GEORGIA ARRIVED ON Amorgós and found a little hotel in the harbor. It was a very small hotel, but it was open and had a room available and she was just happy to check in, put on her pajamas and go to bed.

Her plan was to just stay a night. In the morning she’d book a seat on the next ferry to Santorini. But as it turned out, in winter the ferry only traveled between Amorgós and Santorini twice a week and she’d missed it yesterday.

That meant she had two more nights until the next boat. Fortunately the owner of the hotel had no guests arriving and was happy for Georgia to stay the extra evenings.

During the day she sat in her room and studied. At night she would go to the tavern across the street and order something to go, and she’d eat her dinner in her room.

She didn’t have much of an appetite, but she forced herself to eat for the baby’s sake.

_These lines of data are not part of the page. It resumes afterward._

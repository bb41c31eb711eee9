//! Declarative transitions consumed by the views.
//!
//! A [`Transition`] says "move from this visual state to that one over this
//! duration". Views sample it with the elapsed time; nothing in the timer or
//! the rest of the state machine knows about animation.

use std::time::Duration;

use serde::{Deserialize, Serialize};

#[derive(Debug, Clone, Copy, PartialEq, Eq, Default, Serialize, Deserialize)]
pub enum Easing {
    #[default]
    Linear,
    EaseIn,
    EaseOut,
    EaseInOut,
}

impl Easing {
    /// Maps linear progress `t` in [0,1] onto the easing curve
    pub fn apply(self, t: f64) -> f64 {
        let t = t.clamp(0.0, 1.0);
        match self {
            Easing::Linear => t,
            Easing::EaseIn => t * t,
            Easing::EaseOut => t * (2.0 - t),
            Easing::EaseInOut => {
                if t < 0.5 {
                    2.0 * t * t
                } else {
                    -1.0 + (4.0 - 2.0 * t) * t
                }
            }
        }
    }
}

/// The animatable properties of an element
#[derive(Debug, Clone, Copy, PartialEq, Serialize, Deserialize)]
pub struct VisualState {
    pub opacity: f64,
    /// Vertical offset in percent of the container height (negative is up)
    pub offset_y: f64,
    pub scale: f64,
}

impl Default for VisualState {
    fn default() -> Self {
        Self {
            opacity: 1.0,
            offset_y: 0.0,
            scale: 1.0,
        }
    }
}

impl VisualState {
    pub fn hidden() -> Self {
        Self {
            opacity: 0.0,
            ..Default::default()
        }
    }

    fn lerp(&self, to: &VisualState, t: f64) -> VisualState {
        VisualState {
            opacity: self.opacity + (to.opacity - self.opacity) * t,
            offset_y: self.offset_y + (to.offset_y - self.offset_y) * t,
            scale: self.scale + (to.scale - self.scale) * t,
        }
    }
}

#[derive(Debug, Clone, Copy, PartialEq, Serialize, Deserialize)]
pub struct Transition {
    pub from: VisualState,
    pub to: VisualState,
    pub duration: Duration,
    pub delay: Duration,
    pub easing: Easing,
    /// Restart from `from` every time `duration` elapses
    pub repeat: bool,
}

impl Transition {
    pub fn new(from: VisualState, to: VisualState, duration: Duration) -> Self {
        Self {
            from,
            to,
            duration,
            delay: Duration::ZERO,
            easing: Easing::Linear,
            repeat: false,
        }
    }

    pub fn delay(mut self, delay: Duration) -> Self {
        self.delay = delay;
        self
    }

    pub fn easing(mut self, easing: Easing) -> Self {
        self.easing = easing;
        self
    }

    pub fn repeating(mut self) -> Self {
        self.repeat = true;
        self
    }

    /// Linear progress in [0,1] at `elapsed`, before easing
    pub fn progress(&self, elapsed: Duration) -> f64 {
        let Some(active) = elapsed.checked_sub(self.delay) else {
            return 0.0;
        };
        let duration = self.duration.as_secs_f64();
        if duration <= f64::EPSILON {
            return 1.0;
        }
        let t = active.as_secs_f64() / duration;
        if self.repeat {
            t.fract()
        } else {
            t.min(1.0)
        }
    }

    pub fn is_finished(&self, elapsed: Duration) -> bool {
        !self.repeat && elapsed >= self.delay + self.duration
    }

    /// Visual state at `elapsed`. Before the delay the element rests at `from`.
    pub fn sample(&self, elapsed: Duration) -> VisualState {
        let t = self.easing.apply(self.progress(elapsed));
        self.from.lerp(&self.to, t)
    }
}

#[cfg(test)]
mod tests {
    use super::*;
    use pretty_assertions::assert_eq;
    use rstest::rstest;

    fn fade_in(secs: u64) -> Transition {
        Transition::new(
            VisualState::hidden(),
            VisualState::default(),
            Duration::from_secs(secs),
        )
    }

    #[rstest]
    #[case(Easing::Linear)]
    #[case(Easing::EaseIn)]
    #[case(Easing::EaseOut)]
    #[case(Easing::EaseInOut)]
    fn test_easing_endpoints(#[case] easing: Easing) {
        assert!((easing.apply(0.0) - 0.0).abs() < 1e-9);
        assert!((easing.apply(1.0) - 1.0).abs() < 1e-9);
        assert!((easing.apply(2.0) - 1.0).abs() < 1e-9);
    }

    #[test]
    fn test_sample_halfway() {
        let t = fade_in(2);
        let mid = t.sample(Duration::from_secs(1));
        assert!((mid.opacity - 0.5).abs() < 1e-9);
        assert_eq!(t.sample(Duration::from_secs(5)), VisualState::default());
        assert!(t.is_finished(Duration::from_secs(2)));
    }

    #[test]
    fn test_delay_holds_initial_state() {
        let t = fade_in(2).delay(Duration::from_secs(3));
        assert_eq!(t.sample(Duration::from_secs(1)), VisualState::hidden());
        assert!(!t.is_finished(Duration::from_secs(4)));
    }

    #[test]
    fn test_repeating_wraps() {
        let t = fade_in(4).repeating();
        let a = t.progress(Duration::from_secs(1));
        let b = t.progress(Duration::from_secs(5));
        assert!((a - b).abs() < 1e-9);
        assert!(!t.is_finished(Duration::from_secs(100)));
    }

    #[test]
    fn test_zero_duration_jumps_to_end() {
        let t = fade_in(0);
        assert_eq!(t.sample(Duration::ZERO), VisualState::default());
    }
}
use std::{collections::VecDeque, sync::Arc};

use tokio::sync::Mutex;

use crate::infrastructure::tui;

pub enum EventSource {
    Real(Arc<Mutex<dyn tui::TuiLike + Send>>),
    Test(VecDeque<tui::Event>),
}

impl EventSource {
    pub fn real(tui: Arc<Mutex<dyn tui::TuiLike + Send>>) -> Self {
        EventSource::Real(tui)
    }

    pub fn test(events: impl IntoIterator<Item = tui::Event>) -> Self {
        EventSource::Test(events.into_iter().collect())
    }

    /// Next terminal event, or None once the source is exhausted or closed
    pub async fn next(&mut self) -> Option<tui::Event> {
        match self {
            EventSource::Real(tui) => {
                let mut guard = tui.lock().await;
                guard.next().await
            }
            EventSource::Test(queue) => queue.pop_front(),
        }
    }
}

#[cfg(test)]
mod tests {
    use super::*;
    use pretty_assertions::assert_eq;

    #[tokio::test]
    async fn test_event_source_drains_in_order() {
        let mut source = EventSource::test(vec![tui::Event::Tick, tui::Event::Resize(80, 24)]);

        assert_eq!(source.next().await, Some(tui::Event::Tick));
        assert_eq!(source.next().await, Some(tui::Event::Resize(80, 24)));
        assert_eq!(source.next().await, None);
    }
}
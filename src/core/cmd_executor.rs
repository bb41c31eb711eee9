use std::time::Duration;

use color_eyre::eyre::Result;
use tokio::sync::mpsc;

use crate::{
    core::cmd::{Cmd, TuiCommand},
    infrastructure::{
        scheduler::Scheduler,
        theme::{ThemeFlags, ThemeScope},
    },
};

/// Command executor that bridges Elm commands to the scheduler, the theming
/// boundary and the terminal host
pub struct CmdExecutor {
    scheduler: Scheduler,
    theme: ThemeScope,
    tui_sender: Option<mpsc::UnboundedSender<TuiCommand>>,
    render_req_sender: Option<mpsc::UnboundedSender<()>>,
}

impl CmdExecutor {
    pub fn new(scheduler: Scheduler, theme_flags: ThemeFlags) -> Self {
        Self {
            scheduler,
            theme: ThemeScope::new(theme_flags),
            tui_sender: None,
            render_req_sender: None,
        }
    }

    /// Inject TUI command sender for executing TuiCommand asynchronously.
    pub fn set_tui_sender(&mut self, sender: mpsc::UnboundedSender<TuiCommand>) {
        self.tui_sender = Some(sender);
    }

    /// Inject render request sender for AppRunner-orchestrated rendering.
    pub fn set_render_request_sender(&mut self, sender: mpsc::UnboundedSender<()>) {
        self.render_req_sender = Some(sender);
    }

    pub fn scheduler(&self) -> &Scheduler {
        &self.scheduler
    }

    pub fn theme_flags(&self) -> &ThemeFlags {
        self.theme.flags()
    }

    /// Execute a single command
    pub fn execute_command(&mut self, cmd: &Cmd) -> Result<()> {
        match cmd {
            Cmd::None => {
                // No-op command, nothing to execute
            }

            Cmd::StartInterval {
                id,
                period_ms,
                generation,
            } => {
                self.scheduler
                    .start_interval(*id, Duration::from_millis(*period_ms), *generation);
            }

            Cmd::StartTimeout { id, delay_ms } => {
                self.scheduler
                    .schedule_once(*id, Duration::from_millis(*delay_ms));
            }

            Cmd::CancelTimer { id } => {
                self.scheduler.cancel(*id);
            }

            Cmd::ApplyTheme(environment) => {
                log::info!("Applying theme {environment}");
                self.theme.activate(*environment);
                self.request_render();
            }

            Cmd::Tui(TuiCommand::Resize { width, height }) => {
                if let Some(tx) = &self.tui_sender {
                    tx.send(TuiCommand::Resize {
                        width: *width,
                        height: *height,
                    })?;
                } else {
                    log::warn!(
                        "CmdExecutor: TUI sender not configured; dropping Resize command {width}x{height}"
                    );
                }
            }

            Cmd::RequestRender => self.request_render(),

            Cmd::LogError { message } => {
                log::error!("Elm command error: {message}");
            }

            Cmd::LogInfo { message } => {
                log::info!("Elm command info: {message}");
            }

            Cmd::Batch(commands) => {
                self.execute_commands(commands)?;
            }
        }

        Ok(())
    }

    /// Execute commands in order. Order matters: a cancel followed by a start
    /// must not be swapped.
    pub fn execute_commands(&mut self, commands: &[Cmd]) -> Result<()> {
        for cmd in commands {
            self.execute_command(cmd)?;
        }
        Ok(())
    }

    fn request_render(&self) {
        if let Some(tx) = &self.render_req_sender {
            // A closed receiver only means nobody is rendering anymore
            let _ = tx.send(());
        }
    }

    /// Cancels outstanding timers and releases the theme flag
    pub fn shutdown(&mut self) {
        self.scheduler.cancel_all();
        self.theme.release();
        log::info!("CmdExecutor: shut down");
    }
}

She tried not to let herself think of Nikos, which wasn’t easy, since everything about Amorgós reminded her of him.

On her last night in town, as she paid for her dinner at the tavern, a handsome man in his late twenties approached and spoke to her in English.

“Is that his?” he asked, nodding at her belly.

Georgia stiffened. “Are you speaking to me?” she asked, voice frosty.

He ignored her chilly tone. “You look like her,” he added. “Not exactly, but enough.”

Georgia told herself not to engage. She was tired and hungry, and tomorrow she was leaving here for Santorini. “I’m sorry. I don’t know what you’re talking about.”

“Somebody should have warned you when you were here last month. He is a bad man. Teras. Be careful.”

Teras. She’d heard that word before. It was one of those derogatory terms the locals called Nikos. Monster, beast, something like that. “Who are you?”

“A friend of his late wife’s.” He paused a beat and then leaned forward to whisper. “He killed her, you know.”